By Michael Miner
Tapping away at the radio buttons during a drive through southern Ontario last year, I came across a yokel's rant against NAFTA and the Multilateral Agreement on Investments. God knows why I listened.
"Just as soon as all the parts of NAFTA and MAI are in place," the crank lectured, "corporations won't have to actually pollute the environment or poison people. All they have to do is threaten to do something nasty. And when the country steps in and tells them that they can't do it, the corporation will be able to sue the country for countless millions."
A woman's voice broke in: "Brilliant and foolproof."
"And that's why today's Captain Dead Dog Award goes to the visionaries who thought up NAFTA and MAI and sold the idea to the brain trusts in Canada and Mexico," the crank went on. "OK, let's have a few enthusiastic puppy-boy woofs for NAFTA and MAI." Then he said, "Ruff, ruff, ruff."
"Woof, woof, woof, woof," went the woman.
What the hell was this?
"You know what I like best about corporations?" he said.
"Their ability to make obscene profits?" she guessed.
"That goes without saying, of course. No, it's their strategy of hiding behind government flunkies, private-sector stooges, and statistics so that the disparities between the rich and the poor appear to be a part of some natural law rather than a well-designed scheme to maintain the wealth and influence of a small elite."
Their names turned out to be Jasper Friendly Bear and Gracie Heavy Hand, and they and a whiner named Tom King were coming to us from a joint called the Dead Dog Cafe in a place called Blossom, Alberta. Reaching into the mailbag, they produced a letter from two women on Vancouver Island who'd sent them handcrafted pens.
"Look, they're made out of tree branches, and each pen says 'Dead Dog Cafe,'" said Tom. "And there's one for each of us!"

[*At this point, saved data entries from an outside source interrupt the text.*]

//! Database layer.
//!
//! Route handlers and services only see the [`Database`] trait. Production
//! uses Firestore; the in-memory backend serves local development and tests.

pub mod firestore;
pub mod memory;

pub use firestore::FirestoreDb;
pub use memory::MemoryDb;

use crate::error::AppError;
use crate::models::{MediaAsset, Subscription, Tweet, User, Video};
use async_trait::async_trait;

/// Collection names as constants.
pub mod collections {
    pub const USERS: &str = "users";
    pub const VIDEOS: &str = "videos";
    pub const SUBSCRIPTIONS: &str = "subscriptions";
    pub const TWEETS: &str = "tweets";
}

/// Document store operations used by the service.
#[async_trait]
pub trait Database: Send + Sync {
    // ─── Users ───────────────────────────────────────────────

    async fn get_user(&self, user_id: &str) -> Result<Option<User>, AppError>;

    async fn find_user_by_username(&self, username: &str) -> Result<Option<User>, AppError>;

    async fn find_user_by_email(&self, email: &str) -> Result<Option<User>, AppError>;

    /// Create a user. Fails with `Conflict` if the username or email is taken.
    async fn insert_user(&self, user: &User) -> Result<(), AppError>;

    /// Apply a partial update to profile fields and credentials.
    ///
    /// Only the fields set in `update` (plus `updated_at`) are written; the
    /// refresh token and watch history are never touched. Fails with
    /// `NotFound` if the user is gone and `Conflict` if a new email belongs
    /// to another account.
    async fn update_user_fields(
        &self,
        user_id: &str,
        update: &UserUpdate,
    ) -> Result<UpdatedUser, AppError>;

    /// Unconditionally replace the stored refresh token.
    ///
    /// Returns `false` if the user does not exist.
    async fn set_refresh_token(&self, user_id: &str, token: Option<&str>)
        -> Result<bool, AppError>;

    /// Replace the stored refresh token only if it still equals `expected`.
    ///
    /// Returns `false` if the stored value changed underneath the caller or
    /// the user does not exist.
    async fn swap_refresh_token(
        &self,
        user_id: &str,
        expected: &str,
        new: &str,
    ) -> Result<bool, AppError>;

    /// Record a watched video as the most recent history entry.
    async fn push_watch_history(&self, user_id: &str, video_id: &str) -> Result<(), AppError>;

    // ─── Videos ──────────────────────────────────────────────

    async fn insert_video(&self, video: &Video) -> Result<(), AppError>;

    async fn get_video(&self, video_id: &str) -> Result<Option<Video>, AppError>;

    /// Videos owned by a user, newest first.
    async fn list_videos_by_owner(&self, owner: &str) -> Result<Vec<Video>, AppError>;

    async fn update_video(&self, video: &Video) -> Result<(), AppError>;

    /// Delete a video. Returns `false` if it did not exist.
    async fn delete_video(&self, video_id: &str) -> Result<bool, AppError>;

    /// Increment the view counter and return the updated record.
    async fn increment_views(&self, video_id: &str) -> Result<Option<Video>, AppError>;

    // ─── Subscriptions ───────────────────────────────────────

    async fn get_subscription(
        &self,
        subscriber: &str,
        channel: &str,
    ) -> Result<Option<Subscription>, AppError>;

    async fn insert_subscription(&self, subscription: &Subscription) -> Result<(), AppError>;

    async fn delete_subscription(&self, subscriber: &str, channel: &str)
        -> Result<(), AppError>;

    async fn count_subscribers(&self, channel: &str) -> Result<u64, AppError>;

    async fn count_subscriptions(&self, subscriber: &str) -> Result<u64, AppError>;

    // ─── Tweets ──────────────────────────────────────────────

    async fn insert_tweet(&self, tweet: &Tweet) -> Result<(), AppError>;

    /// Tweets by a user, newest first.
    async fn list_tweets_by_owner(&self, owner: &str) -> Result<Vec<Tweet>, AppError>;
}

/// Partial update of a user's owned fields. `None` leaves a field as is.
#[derive(Debug, Clone, Default)]
pub struct UserUpdate {
    pub email: Option<String>,
    pub full_name: Option<String>,
    pub password_hash: Option<String>,
    pub avatar: Option<MediaAsset>,
    pub cover_image: Option<MediaAsset>,
}

impl UserUpdate {
    /// Copy the set fields onto `user` and stamp `updated_at`.
    pub fn apply(&self, user: &mut User, updated_at: &str) {
        if let Some(email) = &self.email {
            user.email = email.clone();
        }
        if let Some(full_name) = &self.full_name {
            user.full_name = full_name.clone();
        }
        if let Some(password_hash) = &self.password_hash {
            user.password_hash = password_hash.clone();
        }
        if let Some(avatar) = &self.avatar {
            user.avatar = Some(avatar.clone());
        }
        if let Some(cover_image) = &self.cover_image {
            user.cover_image = Some(cover_image.clone());
        }
        user.updated_at = updated_at.to_string();
    }

    /// Stored field names written by this update.
    pub fn field_paths(&self) -> Vec<&'static str> {
        let mut paths = Vec::new();
        if self.email.is_some() {
            paths.push("email");
        }
        if self.full_name.is_some() {
            paths.push("full_name");
        }
        if self.password_hash.is_some() {
            paths.push("password_hash");
        }
        if self.avatar.is_some() {
            paths.push("avatar");
        }
        if self.cover_image.is_some() {
            paths.push("cover_image");
        }
        paths.push("updated_at");
        paths
    }
}

/// A user record before and after a partial update.
#[derive(Debug, Clone)]
pub struct UpdatedUser {
    pub previous: User,
    pub current: User,
}

/// Append `video_id` to a history list, moving it to the end if present.
pub(crate) fn record_history(history: &mut Vec<String>, video_id: &str) {
    history.retain(|id| id != video_id);
    history.push(video_id.to_string());
}

#[cfg(test)]
mod tests {
    use super::*;

    #[test]
    fn test_user_update_paths_follow_set_fields() {
        let update = UserUpdate {
            full_name: Some("New Name".to_string()),
            ..Default::default()
        };
        assert_eq!(update.field_paths(), vec!["full_name", "updated_at"]);
        assert!(!update.field_paths().contains(&"refresh_token"));
    }

    #[test]
    fn test_record_history_moves_to_most_recent() {
        let mut history = vec!["a".to_string(), "b".to_string(), "c".to_string()];
        record_history(&mut history, "a");
        assert_eq!(history, vec!["b", "c", "a"]);

        record_history(&mut history, "d");
        assert_eq!(history, vec!["b", "c", "a", "d"]);
    }
}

"That's what it looks like, all right," Jasper mused. "But in actual fact, while one of these pens is for Gracie and of course one of them is for me, the third pen is a backup."
"Backup?" said Tom.
"In case mine runs out of ink."
"Wha-what about me?"
"If you don't have a pen," Jasper explained, "you don't need a backup."

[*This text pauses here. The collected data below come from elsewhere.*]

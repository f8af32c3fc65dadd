// SPDX-License-Identifier: MIT
// Copyright 2026 Roland Dreier <roland@rolandd.dev>

//! Services module - business logic layer.

pub mod account;
pub mod cloudinary;
pub mod media;
pub mod password;
pub mod token;
pub mod upload;
pub mod video;

pub use account::{AccountService, ProfileImage, Registration};
pub use cloudinary::CloudinaryStorage;
pub use media::{MediaStorage, MemoryMediaStorage, UploadedMedia};
pub use token::{AccessClaims, TokenPair, TokenService};
pub use upload::{StagedFile, UploadPipeline};
pub use video::{VideoDetails, VideoService};
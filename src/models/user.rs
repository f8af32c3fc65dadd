// SPDX-License-Identifier: MIT
// Copyright 2026 Roland Dreier <roland@kernel.org>

//! User model for storage and API.
//!
//! `User` is the stored document and holds the credential hash and the
//! current refresh token. Everything sent to a caller goes through one of
//! the projections below, none of which has a field for either secret.

use crate::models::MediaAsset;
use serde::{Deserialize, Serialize};

/// User account stored in the database.
#[derive(Debug, Clone, Serialize, Deserialize)]
pub struct User {
    /// Random UUID (also used as document ID)
    pub id: String,
    /// Unique, stored trimmed and lower-cased
    pub username: String,
    /// Unique, stored trimmed and lower-cased
    pub email: String,
    pub full_name: String,
    /// Argon2id PHC string
    pub password_hash: String,
    pub avatar: Option<MediaAsset>,
    pub cover_image: Option<MediaAsset>,
    /// The single active refresh token, if logged in
    pub refresh_token: Option<String>,
    /// Watched video IDs, oldest first
    #[serde(default)]
    pub watch_history: Vec<String>,
    pub created_at: String,
    pub updated_at: String,
}

impl User {
    pub fn profile(&self) -> UserProfile {
        UserProfile {
            id: self.id.clone(),
            username: self.username.clone(),
            email: self.email.clone(),
            full_name: self.full_name.clone(),
            avatar: self.avatar.as_ref().map(|a| a.url.clone()),
            cover_image: self.cover_image.as_ref().map(|a| a.url.clone()),
            created_at: self.created_at.clone(),
            updated_at: self.updated_at.clone(),
        }
    }

    pub fn owner_summary(&self) -> OwnerSummary {
        OwnerSummary {
            id: self.id.clone(),
            username: self.username.clone(),
            full_name: self.full_name.clone(),
            avatar: self.avatar.as_ref().map(|a| a.url.clone()),
        }
    }
}

/// User projection returned by the API.
#[derive(Debug, Clone, Serialize)]
#[serde(rename_all = "camelCase")]
pub struct UserProfile {
    pub id: String,
    pub username: String,
    pub email: String,
    pub full_name: String,
    pub avatar: Option<String>,
    pub cover_image: Option<String>,
    pub created_at: String,
    pub updated_at: String,
}

/// Owner details embedded in video responses.
#[derive(Debug, Clone, Serialize)]
#[serde(rename_all = "camelCase")]
pub struct OwnerSummary {
    pub id: String,
    pub username: String,
    pub full_name: String,
    pub avatar: Option<String>,
}

/// Channel view: public profile plus subscription aggregates, relative to
/// the viewer.
#[derive(Debug, Clone, Serialize)]
#[serde(rename_all = "camelCase")]
pub struct ChannelProfile {
    pub id: String,
    pub username: String,
    pub email: String,
    pub full_name: String,
    pub avatar: Option<String>,
    pub cover_image: Option<String>,
    pub subscribers_count: u64,
    pub channels_subscribed_to_count: u64,
    pub is_subscribed: bool,
}
// SPDX-License-Identifier: MIT
// Copyright 2026 Roland Dreier <roland@kernel.org>

//! References to assets held by the external media storage.

use serde::{Deserialize, Serialize};

/// Kind of media being externalized; selects the storage resource type.
#[derive(Debug, Clone, Copy, PartialEq, Eq, Serialize, Deserialize)]
#[serde(rename_all = "lowercase")]
pub enum MediaKind {
    Image,
    Video,
}

impl MediaKind {
    pub fn as_str(&self) -> &'static str {
        match self {
            MediaKind::Image => "image",
            MediaKind::Video => "video",
        }
    }
}

/// Durable reference to an externalized file.
#[derive(Debug, Clone, PartialEq, Serialize, Deserialize)]
pub struct MediaAsset {
    /// Permanent public URL
    pub url: String,
    /// Storage-side identifier, needed to delete the asset
    pub public_id: String,
    pub kind: MediaKind,
}
// SPDX-License-Identifier: MIT
// Copyright 2026 Roland Dreier <roland@kernel.org>

//! Tweet model.

use serde::{Deserialize, Serialize};

#[derive(Debug, Clone, Serialize, Deserialize)]
#[serde(rename_all = "camelCase")]
pub struct Tweet {
    pub id: String,
    pub owner: String,
    pub content: String,
    pub created_at: String,
    pub updated_at: String,
}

With that, they had me. Here was a show no more angry than absurd, and set at a comic pitch that brought back Bob and Ray.
"I would go with Burns and Allen, who had that deadpan delivery," said Tom King, when I called him the other day. "They never broke a sweat delivering their lines. They made humor conversational."
Jasper and Gracie are played by Floyd Favel Starr, a Cree Indian with a background in theater, and Edna Rain, a Stoney hide tanner and traditional dancer. Tom King is Thomas King, and the rage and humor of the Dead Dog Cafe Comedy Hour are his own. A few years ago he wrote a novel, Green Grass, Running Water, that's a rambling, hilarious masterpiece of magic realism, judged last year by a panel of the usual types as one of the greatest Canadian novels of the century--ahead of anything by Michael Ondaatje, Malcolm Lowry, or Margaret Atwood. One of King's locales was the Dead Dog Cafe, on which busloads of American tourists descended to observe genuine Indians in a natural habitat, which they knew it had to be because of the dog-meat dishes on the menu. When the Canadian Broadcasting Company put out a call for new programming a few years ago, King decided the cafe was too neat a place to go to waste.
Who's listening? I asked him.
"I'll be honest with you--I don't have a clue," he said from his home in Guelph, Ontario, where he teaches college English. "I just sit in front of my computer and churn this stuff out, and where it goes I have no idea. It's sort of like working in the dark. That's what radio's about anyway."
I guessed he gets fan mail from Americans who can pick up Canadian stations.
"We do get some, as a matter of fact. That surprises me. We got enough mail from the border states to prompt me to do a show for our American listeners. It's the one with gunfire in the background."
Produced in Edmonton for the CBC, Dead Dog Cafe can be heard on exactly one American station, KVMR FM in Nevada City, California. A tape of old Dead Dog Cafe shows came program director Steve Baker's way, and he immediately put them on the air.
"I was knocked out," he tells me. "I have a hard time with a lot of so-called humor, especially things that try too hard. Dead Dog doesn't." Baker broadcast the tape illegally, but when he saw the reaction "we fessed up and came clean and obtained the rights from CBC. It's been getting extraordinary listener response. Today somebody called and said, 'I changed my dental appointment so I can listen to the show.'"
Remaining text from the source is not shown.